Supreme Court of Montana

October 1, 2013

IN THE MATTER OF: K.U., A Youth

Submitted on Briefs: September 11, 2013

APPEAL FROM: District Court of the First Judicial District, In and For the County of Lewis and Clark, Cause No. CDJ-2010-32 Honorable Kathy Seeley, Presiding Judge

For Appellant: Jennifer A. Giuttari, Montana Legal Justice, PLLC; Missoula, Montana

For Appellee: Timothy C. Fox, Montana Attorney General, Tammy K Plubell, Assistant Attorney General; Helena, Montana Leo J. Gallagher, Lewis and Clark County Attorney, Tara Harris, Deputy County Attorney; Helena, Montana

OPINION

Michael E Wheat Justice

¶1 Pursuant to Section I, Paragraph 3(d), Montana Supreme Court Internal Operating Rules, this case is decided by memorandum opinion. It shall not be cited and does not serve as precedent. Its case title, cause number, and disposition shall be included in this Court's quarterly list of noncitable cases published in the Pacific Reporter and Montana Reports.
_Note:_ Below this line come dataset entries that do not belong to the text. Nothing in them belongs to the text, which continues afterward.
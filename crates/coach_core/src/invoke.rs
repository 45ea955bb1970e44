//! Model invocation layer.
//!
//! Runs the inference binary as a child process: prompt on stdin, answer
//! on stdout (stderr folded in), bounded by a wall-clock timeout. Every
//! outcome — success, timeout, spawn failure, bad exit, empty output —
//! is normalized into an `InvocationResult`; nothing here returns `Err`
//! to the caller.
//!
//! The output pipes are drained by a spawned task while the caller waits
//! on process exit. Pipes have bounded capacity: a model that fills its
//! pipe with no concurrent reader would deadlock against the bounded
//! wait.

use crate::config::CoachConfig;
use crate::error::FailureReason;
use crate::sanitize::sanitize;
use async_trait::async_trait;
use serde::Serialize;
use std::process::Stdio;
use std::time::{Duration, Instant};
use tokio::io::{AsyncReadExt, AsyncWriteExt};
use tokio::process::Command;
use tracing::{debug, error, info, warn};

/// Outcome of one spawn-write-read-terminate cycle. Immutable once
/// built; `slow_response` is derived from the elapsed time at
/// construction and never recomputed.
#[derive(Debug, Clone, Serialize)]
pub struct InvocationResult {
    pub executed_successfully: bool,
    pub failure_reason: Option<FailureReason>,
    pub elapsed_secs: f64,
    pub slow_response: bool,
    pub text: String,
}

impl InvocationResult {
    pub fn success(text: String, elapsed: Duration, slow_threshold_secs: f64) -> Self {
        let elapsed_secs = elapsed.as_secs_f64();
        Self {
            executed_successfully: true,
            failure_reason: None,
            elapsed_secs,
            slow_response: elapsed_secs >= slow_threshold_secs,
            text,
        }
    }

    pub fn failure(reason: FailureReason, elapsed: Duration, slow_threshold_secs: f64) -> Self {
        let elapsed_secs = elapsed.as_secs_f64();
        Self {
            executed_successfully: false,
            failure_reason: Some(reason),
            elapsed_secs,
            slow_response: elapsed_secs >= slow_threshold_secs,
            text: String::new(),
        }
    }

    /// A success that never touched the model, e.g. a question drawn
    /// from the static bank.
    pub fn instant(text: String) -> Self {
        Self {
            executed_successfully: true,
            failure_reason: None,
            elapsed_secs: 0.0,
            slow_response: false,
            text,
        }
    }

    /// Replace the payload after response shaping (quote stripping,
    /// sentence extraction), keeping the timing and status intact.
    pub fn with_text(mut self, text: String) -> Self {
        self.text = text;
        self
    }
}

/// Seam between the generation policies and the real inference binary.
/// Production uses `OllamaRunner`; tests use scripted fakes.
#[async_trait]
pub trait ModelRunner: Send + Sync {
    async fn execute(&self, prompt: &str) -> InvocationResult;
}

/// Invokes `<binary> run <model>` with the prompt on stdin.
pub struct OllamaRunner {
    binary: String,
    model: String,
    timeout: Duration,
    slow_threshold_secs: f64,
}

impl OllamaRunner {
    pub fn new(config: &CoachConfig) -> Self {
        Self::from_parts(
            &config.inference_binary,
            &config.model,
            config.invoke_timeout(),
            config.slow_threshold_secs,
        )
    }

    pub fn from_parts(
        binary: &str,
        model: &str,
        timeout: Duration,
        slow_threshold_secs: f64,
    ) -> Self {
        Self {
            binary: binary.to_string(),
            model: model.to_string(),
            timeout,
            slow_threshold_secs,
        }
    }

    pub fn model(&self) -> &str {
        &self.model
    }

    fn fail(&self, reason: FailureReason, start: Instant) -> InvocationResult {
        InvocationResult::failure(reason, start.elapsed(), self.slow_threshold_secs)
    }

    async fn run_process(&self, prompt: &str) -> InvocationResult {
        let start = Instant::now();

        // kill_on_drop: the child cannot outlive this call, whichever
        // path unwinds.
        let mut child = match Command::new(&self.binary)
            .arg("run")
            .arg(&self.model)
            .env("OLLAMA_NO_COLOR", "1")
            .env("OLLAMA_SILENT", "1")
            .stdin(Stdio::piped())
            .stdout(Stdio::piped())
            .stderr(Stdio::piped())
            .kill_on_drop(true)
            .spawn()
        {
            Ok(child) => child,
            Err(e) => {
                error!("Failed to start {}: {}", self.binary, e);
                return self.fail(FailureReason::ProcessLaunch, start);
            }
        };

        // Write the prompt, then drop stdin so the model sees EOF and
        // starts generating.
        if let Some(mut stdin) = child.stdin.take() {
            if let Err(e) = stdin.write_all(prompt.as_bytes()).await {
                error!("Failed to write prompt to {}: {}", self.binary, e);
                let _ = child.kill().await;
                return self.fail(FailureReason::ProcessLaunch, start);
            }
        }

        let stdout = child.stdout.take();
        let stderr = child.stderr.take();
        let reader = tokio::spawn(async move {
            let drain_out = async {
                let mut buf = Vec::new();
                if let Some(mut pipe) = stdout {
                    let _ = pipe.read_to_end(&mut buf).await;
                }
                buf
            };
            let drain_err = async {
                let mut buf = Vec::new();
                if let Some(mut pipe) = stderr {
                    let _ = pipe.read_to_end(&mut buf).await;
                }
                buf
            };
            let (out, err) = tokio::join!(drain_out, drain_err);
            let mut combined = String::from_utf8_lossy(&out).into_owned();
            combined.push_str(&String::from_utf8_lossy(&err));
            combined
        });

        let status = match tokio::time::timeout(self.timeout, child.wait()).await {
            Ok(Ok(status)) => status,
            Ok(Err(e)) => {
                error!("Failed waiting on {}: {}", self.binary, e);
                reader.abort();
                let _ = child.kill().await;
                return self.fail(FailureReason::ProcessLaunch, start);
            }
            Err(_) => {
                error!(
                    "{} timed out after {}s, killing process",
                    self.binary,
                    self.timeout.as_secs()
                );
                reader.abort();
                let _ = child.kill().await;
                return self.fail(FailureReason::Timeout, start);
            }
        };

        let elapsed = start.elapsed();
        let raw = reader.await.unwrap_or_default();
        debug!("Raw model output ({} bytes)", raw.len());

        if !status.success() {
            error!(
                "{} exited with code {:?} after {:.1}s",
                self.binary,
                status.code(),
                elapsed.as_secs_f64()
            );
            return InvocationResult::failure(
                FailureReason::NonZeroExit,
                elapsed,
                self.slow_threshold_secs,
            );
        }

        let cleaned = sanitize(&raw);
        if cleaned.is_empty() {
            warn!("{} returned empty output", self.binary);
            return InvocationResult::failure(
                FailureReason::EmptyOutput,
                elapsed,
                self.slow_threshold_secs,
            );
        }

        info!(
            "Model call completed in {:.1}s ({} chars)",
            elapsed.as_secs_f64(),
            cleaned.len()
        );
        InvocationResult::success(cleaned, elapsed, self.slow_threshold_secs)
    }
}

#[async_trait]
impl ModelRunner for OllamaRunner {
    async fn execute(&self, prompt: &str) -> InvocationResult {
        debug!("Running {} with model {}", self.binary, self.model);
        self.run_process(prompt).await
    }
}

#[cfg(test)]
mod tests {
    use super::*;
    use std::os::unix::fs::PermissionsExt;
    use std::path::PathBuf;
    use tempfile::TempDir;

    /// Write a stub inference binary. It receives `run <model>` as
    /// arguments and the prompt on stdin, like the real one.
    fn stub_binary(dir: &TempDir, body: &str) -> PathBuf {
        let path = dir.path().join("fake-ollama");
        std::fs::write(&path, format!("#!/bin/sh\n{}\n", body)).unwrap();
        let mut perms = std::fs::metadata(&path).unwrap().permissions();
        perms.set_mode(0o755);
        std::fs::set_permissions(&path, perms).unwrap();
        path
    }

    fn runner(path: &PathBuf, timeout_secs: u64, slow_threshold: f64) -> OllamaRunner {
        OllamaRunner::from_parts(
            path.to_str().unwrap(),
            "test-model",
            Duration::from_secs(timeout_secs),
            slow_threshold,
        )
    }

    #[tokio::test]
    async fn test_success_echoes_prompt() {
        let dir = TempDir::new().unwrap();
        let path = stub_binary(&dir, "cat -");
        let result = runner(&path, 10, 90.0).execute("hello model").await;

        assert!(result.executed_successfully);
        assert!(result.failure_reason.is_none());
        assert_eq!(result.text, "hello model");
        assert!(result.elapsed_secs >= 0.0);
        assert!(!result.slow_response);
    }

    #[tokio::test]
    async fn test_output_is_sanitized() {
        let dir = TempDir::new().unwrap();
        let path = stub_binary(&dir, "cat - > /dev/null; printf '\\033[32manswer\\033[0m[?25h'");
        let result = runner(&path, 10, 90.0).execute("prompt").await;

        assert!(result.executed_successfully);
        assert_eq!(result.text, "answer");
    }

    #[tokio::test]
    async fn test_non_zero_exit() {
        let dir = TempDir::new().unwrap();
        let path = stub_binary(&dir, "cat - > /dev/null; echo oops; exit 3");
        let result = runner(&path, 10, 90.0).execute("prompt").await;

        assert!(!result.executed_successfully);
        assert_eq!(result.failure_reason, Some(FailureReason::NonZeroExit));
        assert!(result.text.is_empty());
    }

    #[tokio::test]
    async fn test_empty_output() {
        let dir = TempDir::new().unwrap();
        let path = stub_binary(&dir, "cat - > /dev/null; exit 0");
        let result = runner(&path, 10, 90.0).execute("prompt").await;

        assert!(!result.executed_successfully);
        assert_eq!(result.failure_reason, Some(FailureReason::EmptyOutput));
    }

    #[tokio::test]
    async fn test_timeout_kills_process() {
        let dir = TempDir::new().unwrap();
        let path = stub_binary(&dir, "cat - > /dev/null; sleep 30");
        let result = runner(&path, 1, 1.0).execute("prompt").await;

        assert!(!result.executed_successfully);
        assert_eq!(result.failure_reason, Some(FailureReason::Timeout));
        assert!(result.slow_response);
        assert!(result.elapsed_secs >= 1.0);
        // Well under the 30s the stub would have slept.
        assert!(result.elapsed_secs < 5.0);
    }

    #[tokio::test]
    async fn test_missing_binary() {
        let runner = OllamaRunner::from_parts(
            "/nonexistent/inference-binary",
            "test-model",
            Duration::from_secs(5),
            90.0,
        );
        let result = runner.execute("prompt").await;

        assert!(!result.executed_successfully);
        assert_eq!(result.failure_reason, Some(FailureReason::ProcessLaunch));
    }

    #[test]
    fn test_slow_flag_derivation() {
        let ok = InvocationResult::success("x".into(), Duration::from_secs(95), 90.0);
        assert!(ok.slow_response);
        let fast = InvocationResult::success("x".into(), Duration::from_secs(5), 90.0);
        assert!(!fast.slow_response);
        let timed_out =
            InvocationResult::failure(FailureReason::Timeout, Duration::from_secs(90), 90.0);
        assert!(timed_out.slow_response);
    }
}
¶2 K.U. appeals from the Order of the First Judicial District Court, Lewis and Clark County, determining that statements a three-year-old made to her mother were properly admitted into evidence in the State's sexual assault case against him. We affirm.

¶3 S.F., almost four years old, attended a daycare run by fourteen-year-old K.U.'s grandmother. On April 15, 2010, S.F.'s mother, H.M., picked S.F. up from daycare. S.F. said that she was hurt and that her "butt" hurt. H.M. asked her why and S.F. responded that somebody had tried to put something in her "butt." When H.M. asked what it was, S.F. responded "the thing in his shorts." S.F. typically called both her buttocks and her vaginal area her "butt." H.M. asked S.F. if she could point out the boy who hurt her at the daycare, believing the perpetrator to be another small child. They returned to the daycare. At the daycare, S.F. identified K.U. as the assailant. The next morning H.M. took S.F. to the doctor. The doctor examined S.F. and reported the matter to the police.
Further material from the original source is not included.